_Task details_: Across the listing below, count the lines containing "submission". Answer with that number only.

_Data for analysis_:
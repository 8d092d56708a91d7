/// Entry submission handler
use axum::extract::State;
use axum::http::StatusCode;
use axum::Json;
use chrono::Utc;
use tracing::error;
use tracing::info;

use super::AppState;
use crate::api::types::ApiResponse;
use crate::api::types::SubmitEntryRequest;
use crate::api::types::SubmitResponse;
use crate::models::NewEntry;
use crate::MoodMeshError;

/// Submit a journal entry (POST /api/submit)
///
/// Validates the payload, enforces one entry per user per day, runs the
/// scoring engine, and persists the entry with its scores.
pub async fn submit_entry(
    State(state): State<AppState>,
    Json(request): Json<SubmitEntryRequest>,
) -> (StatusCode, Json<ApiResponse<SubmitResponse>>) {
    info!(
        "POST /api/submit - user {} ({})",
        request.user_id, request.country
    );

    for (value, field) in [
        (&request.user_id, "user_id"),
        (&request.user_name, "user_name"),
        (&request.country, "country"),
        (&request.text, "text"),
    ] {
        if value.trim().is_empty() {
            let e = MoodMeshError::MissingField(field);
            return (StatusCode::BAD_REQUEST, Json(ApiResponse::error(e.to_string())));
        }
    }

    let length = request.text.trim().chars().count();
    if length < state.min_entry_chars {
        let e = MoodMeshError::EntryTooShort {
            got: length,
            minimum: state.min_entry_chars,
        };
        return (StatusCode::BAD_REQUEST, Json(ApiResponse::error(e.to_string())));
    }

    let today = Utc::now().date_naive();

    match state.database.has_posted_on(&request.user_id, today).await {
        Ok(true) => {
            return (
                StatusCode::TOO_MANY_REQUESTS,
                Json(ApiResponse::error(
                    "You already posted today! Come back tomorrow.",
                )),
            );
        }
        Ok(false) => {}
        Err(e) => {
            error!("Failed to check posting status: {}", e);
            return (
                StatusCode::INTERNAL_SERVER_ERROR,
                Json(ApiResponse::error(format!("Database error: {e}"))),
            );
        }
    }

    let scores = state.analyzer.analyze(&request.text);
    info!("📊 Scores for {}: {:?}", request.user_id, scores);

    let entry = NewEntry {
        user_id: request.user_id,
        user_name: request.user_name,
        country: request.country,
        entry_text: request.text,
        entry_date: today,
        scores,
    };

    match state.database.create_entry(entry).await {
        Ok(_) => (
            StatusCode::OK,
            Json(ApiResponse::success(SubmitResponse { scores })),
        ),
        // A concurrent submission can slip past the probe above; the
        // unique constraint catches it
        Err(e @ MoodMeshError::AlreadyPostedToday { .. }) => (
            StatusCode::TOO_MANY_REQUESTS,
            Json(ApiResponse::error(e.to_string())),
        ),
        Err(e) => {
            error!("Failed to store entry: {}", e);
            (
                StatusCode::INTERNAL_SERVER_ERROR,
                Json(ApiResponse::error(format!("Failed to store entry: {e}"))),
            )
        }
    }
}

_Exercise output_: 2